◆ **Task goal**
Scan the listing below for the word "enumerate" and copy every line where it occurs.

◆ **Excerpted data**
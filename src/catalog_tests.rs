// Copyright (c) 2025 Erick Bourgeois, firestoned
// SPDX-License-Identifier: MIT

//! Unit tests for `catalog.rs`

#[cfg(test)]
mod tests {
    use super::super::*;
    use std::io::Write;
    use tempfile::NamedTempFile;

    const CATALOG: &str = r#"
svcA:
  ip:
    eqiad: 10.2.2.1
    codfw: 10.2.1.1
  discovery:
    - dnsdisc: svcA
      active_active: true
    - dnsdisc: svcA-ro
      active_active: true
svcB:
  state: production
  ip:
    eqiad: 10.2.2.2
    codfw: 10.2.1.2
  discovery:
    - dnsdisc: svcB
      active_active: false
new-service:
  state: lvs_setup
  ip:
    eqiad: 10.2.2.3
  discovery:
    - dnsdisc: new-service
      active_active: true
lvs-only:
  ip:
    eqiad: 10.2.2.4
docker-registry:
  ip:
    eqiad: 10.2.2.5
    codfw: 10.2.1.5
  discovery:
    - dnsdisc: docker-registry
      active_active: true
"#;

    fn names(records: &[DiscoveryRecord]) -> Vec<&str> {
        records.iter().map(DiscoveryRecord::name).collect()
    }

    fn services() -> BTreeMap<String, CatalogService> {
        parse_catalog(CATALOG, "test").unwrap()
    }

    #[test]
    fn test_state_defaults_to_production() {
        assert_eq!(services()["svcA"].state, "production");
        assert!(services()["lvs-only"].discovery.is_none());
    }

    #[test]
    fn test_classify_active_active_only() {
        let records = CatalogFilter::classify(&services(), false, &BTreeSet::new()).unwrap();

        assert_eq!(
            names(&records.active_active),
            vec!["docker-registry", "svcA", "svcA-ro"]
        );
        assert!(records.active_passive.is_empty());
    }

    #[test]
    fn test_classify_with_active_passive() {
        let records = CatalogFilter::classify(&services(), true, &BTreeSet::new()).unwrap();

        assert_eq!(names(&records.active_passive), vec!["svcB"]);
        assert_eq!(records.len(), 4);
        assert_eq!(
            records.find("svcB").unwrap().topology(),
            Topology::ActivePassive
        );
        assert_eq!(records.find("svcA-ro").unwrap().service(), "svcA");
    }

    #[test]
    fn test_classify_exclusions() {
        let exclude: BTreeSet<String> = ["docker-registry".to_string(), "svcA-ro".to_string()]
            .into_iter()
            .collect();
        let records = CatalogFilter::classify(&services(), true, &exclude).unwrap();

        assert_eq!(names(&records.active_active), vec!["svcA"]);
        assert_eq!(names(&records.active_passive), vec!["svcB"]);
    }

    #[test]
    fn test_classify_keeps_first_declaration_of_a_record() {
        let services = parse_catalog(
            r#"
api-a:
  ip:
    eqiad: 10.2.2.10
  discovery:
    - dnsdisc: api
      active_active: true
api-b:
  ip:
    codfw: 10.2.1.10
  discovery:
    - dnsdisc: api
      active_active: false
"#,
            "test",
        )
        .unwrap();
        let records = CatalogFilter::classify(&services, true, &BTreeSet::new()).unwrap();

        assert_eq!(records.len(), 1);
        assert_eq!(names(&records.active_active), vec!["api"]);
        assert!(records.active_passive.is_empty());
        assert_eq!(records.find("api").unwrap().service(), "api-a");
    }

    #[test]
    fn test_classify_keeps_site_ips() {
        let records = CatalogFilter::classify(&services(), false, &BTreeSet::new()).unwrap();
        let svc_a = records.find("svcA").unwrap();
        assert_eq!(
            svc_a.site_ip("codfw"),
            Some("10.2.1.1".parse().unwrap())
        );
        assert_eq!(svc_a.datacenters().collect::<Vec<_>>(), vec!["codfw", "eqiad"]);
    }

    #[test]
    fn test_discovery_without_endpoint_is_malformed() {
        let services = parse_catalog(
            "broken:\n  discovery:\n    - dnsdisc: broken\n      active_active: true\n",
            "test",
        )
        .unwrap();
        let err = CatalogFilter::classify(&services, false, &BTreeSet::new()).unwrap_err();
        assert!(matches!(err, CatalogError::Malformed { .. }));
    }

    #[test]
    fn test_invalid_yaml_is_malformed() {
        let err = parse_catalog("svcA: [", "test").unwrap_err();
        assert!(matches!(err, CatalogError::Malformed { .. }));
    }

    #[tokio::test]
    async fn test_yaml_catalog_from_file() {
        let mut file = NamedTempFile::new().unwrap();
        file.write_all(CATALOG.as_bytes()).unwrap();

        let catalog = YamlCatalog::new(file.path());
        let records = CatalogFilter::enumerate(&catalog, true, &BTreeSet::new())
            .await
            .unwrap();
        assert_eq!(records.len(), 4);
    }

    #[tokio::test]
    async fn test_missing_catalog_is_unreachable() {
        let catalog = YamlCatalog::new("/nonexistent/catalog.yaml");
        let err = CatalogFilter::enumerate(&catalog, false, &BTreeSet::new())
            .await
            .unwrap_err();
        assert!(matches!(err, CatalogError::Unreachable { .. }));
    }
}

==

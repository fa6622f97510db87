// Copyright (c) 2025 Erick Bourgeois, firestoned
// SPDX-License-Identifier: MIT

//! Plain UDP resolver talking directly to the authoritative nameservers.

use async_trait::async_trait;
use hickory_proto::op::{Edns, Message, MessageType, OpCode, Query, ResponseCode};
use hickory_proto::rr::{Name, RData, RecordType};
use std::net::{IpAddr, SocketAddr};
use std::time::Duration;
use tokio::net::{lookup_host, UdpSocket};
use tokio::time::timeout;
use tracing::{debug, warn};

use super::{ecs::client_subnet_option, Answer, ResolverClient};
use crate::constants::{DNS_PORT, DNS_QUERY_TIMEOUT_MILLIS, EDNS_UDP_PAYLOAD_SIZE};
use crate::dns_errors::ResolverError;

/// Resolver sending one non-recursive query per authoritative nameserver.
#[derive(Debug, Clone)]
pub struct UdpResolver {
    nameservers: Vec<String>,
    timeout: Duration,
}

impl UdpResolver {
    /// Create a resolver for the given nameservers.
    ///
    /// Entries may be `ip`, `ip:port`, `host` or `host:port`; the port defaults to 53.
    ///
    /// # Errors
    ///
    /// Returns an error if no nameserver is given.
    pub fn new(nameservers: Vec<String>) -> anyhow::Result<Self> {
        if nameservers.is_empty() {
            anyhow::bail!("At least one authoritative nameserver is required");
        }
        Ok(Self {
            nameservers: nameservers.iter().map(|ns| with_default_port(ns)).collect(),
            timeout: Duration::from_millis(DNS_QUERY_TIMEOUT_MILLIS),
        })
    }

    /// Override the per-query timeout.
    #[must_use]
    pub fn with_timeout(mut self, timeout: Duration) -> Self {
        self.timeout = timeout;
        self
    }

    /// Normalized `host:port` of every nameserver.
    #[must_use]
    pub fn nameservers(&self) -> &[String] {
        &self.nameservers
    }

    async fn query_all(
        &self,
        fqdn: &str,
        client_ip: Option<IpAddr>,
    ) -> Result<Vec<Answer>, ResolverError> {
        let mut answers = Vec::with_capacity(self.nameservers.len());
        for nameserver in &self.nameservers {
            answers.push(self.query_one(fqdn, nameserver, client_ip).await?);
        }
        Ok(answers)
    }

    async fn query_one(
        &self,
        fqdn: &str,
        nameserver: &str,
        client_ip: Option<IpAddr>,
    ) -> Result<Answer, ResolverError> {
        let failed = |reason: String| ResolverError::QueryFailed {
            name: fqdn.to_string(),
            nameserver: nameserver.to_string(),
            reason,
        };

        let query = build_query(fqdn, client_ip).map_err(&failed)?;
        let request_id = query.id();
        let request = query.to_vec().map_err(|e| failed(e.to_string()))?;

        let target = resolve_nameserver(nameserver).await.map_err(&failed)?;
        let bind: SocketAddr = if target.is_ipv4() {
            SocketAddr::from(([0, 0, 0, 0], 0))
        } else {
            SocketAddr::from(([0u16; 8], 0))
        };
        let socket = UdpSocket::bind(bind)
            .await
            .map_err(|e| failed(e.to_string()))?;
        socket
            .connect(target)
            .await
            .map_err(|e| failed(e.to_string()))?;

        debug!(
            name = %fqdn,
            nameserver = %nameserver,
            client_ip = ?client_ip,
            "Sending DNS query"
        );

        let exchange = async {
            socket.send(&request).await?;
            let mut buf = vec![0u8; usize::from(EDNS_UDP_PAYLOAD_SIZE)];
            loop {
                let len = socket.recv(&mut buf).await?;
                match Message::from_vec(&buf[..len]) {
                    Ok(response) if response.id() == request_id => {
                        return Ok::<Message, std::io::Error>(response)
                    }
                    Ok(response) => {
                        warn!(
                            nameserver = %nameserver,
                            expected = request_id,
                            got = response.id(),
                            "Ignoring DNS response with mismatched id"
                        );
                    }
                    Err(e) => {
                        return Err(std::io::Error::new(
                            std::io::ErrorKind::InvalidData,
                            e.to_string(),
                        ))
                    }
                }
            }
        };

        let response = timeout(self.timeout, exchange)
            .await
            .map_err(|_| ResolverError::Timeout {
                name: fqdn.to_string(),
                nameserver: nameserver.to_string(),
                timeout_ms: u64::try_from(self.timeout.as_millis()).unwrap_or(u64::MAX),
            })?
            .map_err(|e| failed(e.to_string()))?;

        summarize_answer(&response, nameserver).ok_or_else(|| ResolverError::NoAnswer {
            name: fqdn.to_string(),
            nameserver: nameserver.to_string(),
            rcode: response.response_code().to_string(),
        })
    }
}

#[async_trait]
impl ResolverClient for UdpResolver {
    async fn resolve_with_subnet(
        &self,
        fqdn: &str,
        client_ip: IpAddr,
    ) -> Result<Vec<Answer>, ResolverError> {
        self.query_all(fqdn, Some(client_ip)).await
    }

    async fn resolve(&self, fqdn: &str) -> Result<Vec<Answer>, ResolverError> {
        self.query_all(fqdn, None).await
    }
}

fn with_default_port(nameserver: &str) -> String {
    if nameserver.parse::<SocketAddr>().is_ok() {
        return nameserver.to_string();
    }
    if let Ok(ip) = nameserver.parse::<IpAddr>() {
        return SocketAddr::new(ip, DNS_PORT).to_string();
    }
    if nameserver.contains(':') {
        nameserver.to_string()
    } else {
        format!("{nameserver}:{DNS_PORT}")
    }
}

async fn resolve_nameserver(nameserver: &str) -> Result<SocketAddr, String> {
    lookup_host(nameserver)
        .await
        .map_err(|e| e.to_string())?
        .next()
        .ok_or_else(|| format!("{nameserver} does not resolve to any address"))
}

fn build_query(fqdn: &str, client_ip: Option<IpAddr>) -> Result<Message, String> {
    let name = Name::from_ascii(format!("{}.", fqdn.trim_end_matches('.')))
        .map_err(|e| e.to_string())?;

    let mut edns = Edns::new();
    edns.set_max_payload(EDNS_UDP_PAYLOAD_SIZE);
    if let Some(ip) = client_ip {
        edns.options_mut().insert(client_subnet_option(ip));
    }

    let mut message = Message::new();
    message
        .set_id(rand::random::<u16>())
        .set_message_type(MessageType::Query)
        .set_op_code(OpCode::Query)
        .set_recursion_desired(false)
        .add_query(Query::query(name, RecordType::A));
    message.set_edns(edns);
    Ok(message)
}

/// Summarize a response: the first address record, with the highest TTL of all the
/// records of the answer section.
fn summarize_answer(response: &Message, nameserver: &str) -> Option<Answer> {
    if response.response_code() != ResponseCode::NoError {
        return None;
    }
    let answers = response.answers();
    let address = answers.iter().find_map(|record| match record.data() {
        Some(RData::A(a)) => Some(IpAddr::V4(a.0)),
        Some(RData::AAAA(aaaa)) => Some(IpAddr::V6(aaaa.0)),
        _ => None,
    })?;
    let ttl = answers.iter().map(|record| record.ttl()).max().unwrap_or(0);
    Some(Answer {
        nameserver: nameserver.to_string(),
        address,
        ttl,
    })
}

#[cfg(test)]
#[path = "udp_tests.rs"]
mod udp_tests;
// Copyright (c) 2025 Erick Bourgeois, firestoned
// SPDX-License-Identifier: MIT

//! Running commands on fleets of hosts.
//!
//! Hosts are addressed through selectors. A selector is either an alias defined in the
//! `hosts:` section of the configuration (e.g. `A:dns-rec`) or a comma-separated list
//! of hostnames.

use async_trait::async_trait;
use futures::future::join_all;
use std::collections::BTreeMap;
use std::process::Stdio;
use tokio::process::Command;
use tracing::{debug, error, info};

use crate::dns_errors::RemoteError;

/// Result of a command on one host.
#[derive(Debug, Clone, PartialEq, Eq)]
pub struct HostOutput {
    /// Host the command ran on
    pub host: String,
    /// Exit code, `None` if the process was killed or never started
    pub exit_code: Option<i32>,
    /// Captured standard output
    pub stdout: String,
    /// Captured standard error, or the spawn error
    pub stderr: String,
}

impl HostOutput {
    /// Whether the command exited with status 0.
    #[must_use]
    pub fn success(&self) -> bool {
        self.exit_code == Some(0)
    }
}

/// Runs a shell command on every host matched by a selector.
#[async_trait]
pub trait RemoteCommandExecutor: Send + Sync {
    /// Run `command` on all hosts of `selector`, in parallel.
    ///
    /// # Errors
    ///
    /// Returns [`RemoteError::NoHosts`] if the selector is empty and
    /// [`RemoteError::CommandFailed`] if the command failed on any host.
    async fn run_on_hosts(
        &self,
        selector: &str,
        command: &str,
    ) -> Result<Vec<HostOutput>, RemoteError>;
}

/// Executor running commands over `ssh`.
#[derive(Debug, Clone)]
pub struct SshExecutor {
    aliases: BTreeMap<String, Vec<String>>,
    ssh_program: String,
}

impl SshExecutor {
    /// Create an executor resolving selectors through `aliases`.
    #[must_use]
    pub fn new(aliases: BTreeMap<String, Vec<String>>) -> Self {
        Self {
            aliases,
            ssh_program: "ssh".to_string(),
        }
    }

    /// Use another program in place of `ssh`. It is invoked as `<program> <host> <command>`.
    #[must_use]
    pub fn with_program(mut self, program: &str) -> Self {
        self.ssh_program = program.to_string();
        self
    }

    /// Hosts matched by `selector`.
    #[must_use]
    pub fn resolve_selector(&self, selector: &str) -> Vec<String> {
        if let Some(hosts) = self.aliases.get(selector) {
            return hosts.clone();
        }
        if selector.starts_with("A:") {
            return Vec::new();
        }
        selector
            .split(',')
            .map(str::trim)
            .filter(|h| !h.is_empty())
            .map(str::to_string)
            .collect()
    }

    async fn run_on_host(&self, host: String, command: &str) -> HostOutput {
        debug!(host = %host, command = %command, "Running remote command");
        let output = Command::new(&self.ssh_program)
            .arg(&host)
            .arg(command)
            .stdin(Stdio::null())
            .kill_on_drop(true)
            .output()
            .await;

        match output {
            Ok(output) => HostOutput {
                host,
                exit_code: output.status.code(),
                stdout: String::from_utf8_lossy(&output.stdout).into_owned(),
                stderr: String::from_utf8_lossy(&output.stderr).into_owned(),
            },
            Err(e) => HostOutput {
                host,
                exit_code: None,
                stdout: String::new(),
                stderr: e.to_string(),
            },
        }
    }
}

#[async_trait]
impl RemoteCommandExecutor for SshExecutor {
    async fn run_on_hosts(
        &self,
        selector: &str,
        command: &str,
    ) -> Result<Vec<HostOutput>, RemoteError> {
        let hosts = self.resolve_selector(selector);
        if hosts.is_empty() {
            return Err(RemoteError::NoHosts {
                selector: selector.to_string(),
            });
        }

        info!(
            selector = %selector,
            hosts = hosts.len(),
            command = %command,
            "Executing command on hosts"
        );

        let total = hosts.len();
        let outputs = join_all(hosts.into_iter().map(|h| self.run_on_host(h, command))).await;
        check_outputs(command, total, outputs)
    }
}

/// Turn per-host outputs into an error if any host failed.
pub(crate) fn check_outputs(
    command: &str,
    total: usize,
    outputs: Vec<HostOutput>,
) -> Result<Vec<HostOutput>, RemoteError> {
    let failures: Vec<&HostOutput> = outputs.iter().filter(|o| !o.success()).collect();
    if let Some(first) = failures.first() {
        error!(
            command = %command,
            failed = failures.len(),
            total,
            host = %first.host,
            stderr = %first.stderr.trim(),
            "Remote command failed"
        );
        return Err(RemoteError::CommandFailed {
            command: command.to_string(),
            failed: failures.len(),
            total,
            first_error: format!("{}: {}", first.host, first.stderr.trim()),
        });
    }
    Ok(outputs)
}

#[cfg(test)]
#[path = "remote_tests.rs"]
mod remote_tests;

◆ **Response to this exercise**
        let records = CatalogFilter::enumerate(&catalog, true, &BTreeSet::new())
        let err = CatalogFilter::enumerate(&catalog, false, &BTreeSet::new())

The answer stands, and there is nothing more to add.